Figure 3.

nNOS is required for the behavioral effects of glucocorticoids. A, B, Immobility time in the TST and FST (A, n = 11) and sucrose preference (B, n = 10–11) of the adult mice treated with corticosterone alone (40 mg/kg/d s.c.) or in combination with 7-NI (30 mg/kg/d i.p.) for 21 d. C, D, Immobility time in the TST and FST (C) and sucrose preference (D) of the adult mice treated with corticosterone alone (40 mg/kg s.c.) or in combination with 10 μm 7-NI (hippocampal microinjection, 2 μl; n = 10–11).
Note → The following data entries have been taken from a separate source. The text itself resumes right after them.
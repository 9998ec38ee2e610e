//! Which changed paths the watcher passes on for re-indexing

use crate::error::{CodemapError, Result};
use crate::indexer::discovery::{PathFilter, rel_path_string};
use codemap_extractors::detect_language_from_path;
use std::path::{Path, PathBuf};

/// Editor and tool droppings that never reach the debouncer
const WATCH_IGNORE_PATTERNS: &[&str] = &[
    "**/.codemap/**",
    "**/*.swp",
    "**/*.swx",
    "**/*~",
    "**/.#*",
    "**/*.tmp",
];

pub fn build_ignore_patterns() -> Result<Vec<glob::Pattern>> {
    WATCH_IGNORE_PATTERNS
        .iter()
        .map(|p| {
            glob::Pattern::new(p)
                .map_err(|e| CodemapError::Config(format!("Invalid glob pattern {}: {}", p, e)))
        })
        .collect()
}

#[derive(Debug, Clone)]
pub struct WatchFilter {
    root: PathBuf,
    paths: PathFilter,
    languages: Vec<String>,
    ignore_patterns: Vec<glob::Pattern>,
}

impl WatchFilter {
    pub fn new(root: &Path, paths: PathFilter, languages: Vec<String>) -> Result<Self> {
        Ok(Self {
            root: root.to_path_buf(),
            paths,
            languages,
            ignore_patterns: build_ignore_patterns()?,
        })
    }

    /// Whether a change at `path` can affect the index
    ///
    /// Existence is not checked so deletions pass through.
    pub fn should_process(&self, path: &Path) -> bool {
        let Some(rel_path) = rel_path_string(&self.root, path) else {
            return false;
        };

        let Some(language) = detect_language_from_path(path) else {
            return false;
        };
        if !self.languages.is_empty() && !self.languages.iter().any(|l| l == language) {
            return false;
        }

        if self.ignore_patterns.iter().any(|p| p.matches(&rel_path)) {
            return false;
        }
        self.paths.accepts_file(&rel_path)
    }
}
Corticosterone was administrated for 21 d and started at day 4 after 7-NI microinjection. E–G, Immobility time in the TST and FST (E), sucrose preference (F), and body weight gain (G) of the adult mice exposed to CMS for 21 d with or without 10 μm 7-NI (hippocampal microinjection, 2 μl; n = 11–12). CMS was started at day 4 after hippocampal 7-NI microinjection. H, I, Immobility time in the TST (H) and FST (I) of the nNOS KO (n = 9–10) and WT (n = 14) mice treated with 10 μm corticosterone (hippocampal microinjection, 2 μl). The TST and FST were performed at day 21 after hippocampal microinjection. Error bars denote SEM; *p < 0.05, **p < 0.01, ***p < 0.001, one-way ANOVA (A–G), two-way ANOVA (H–I). Cort, Corticosterone.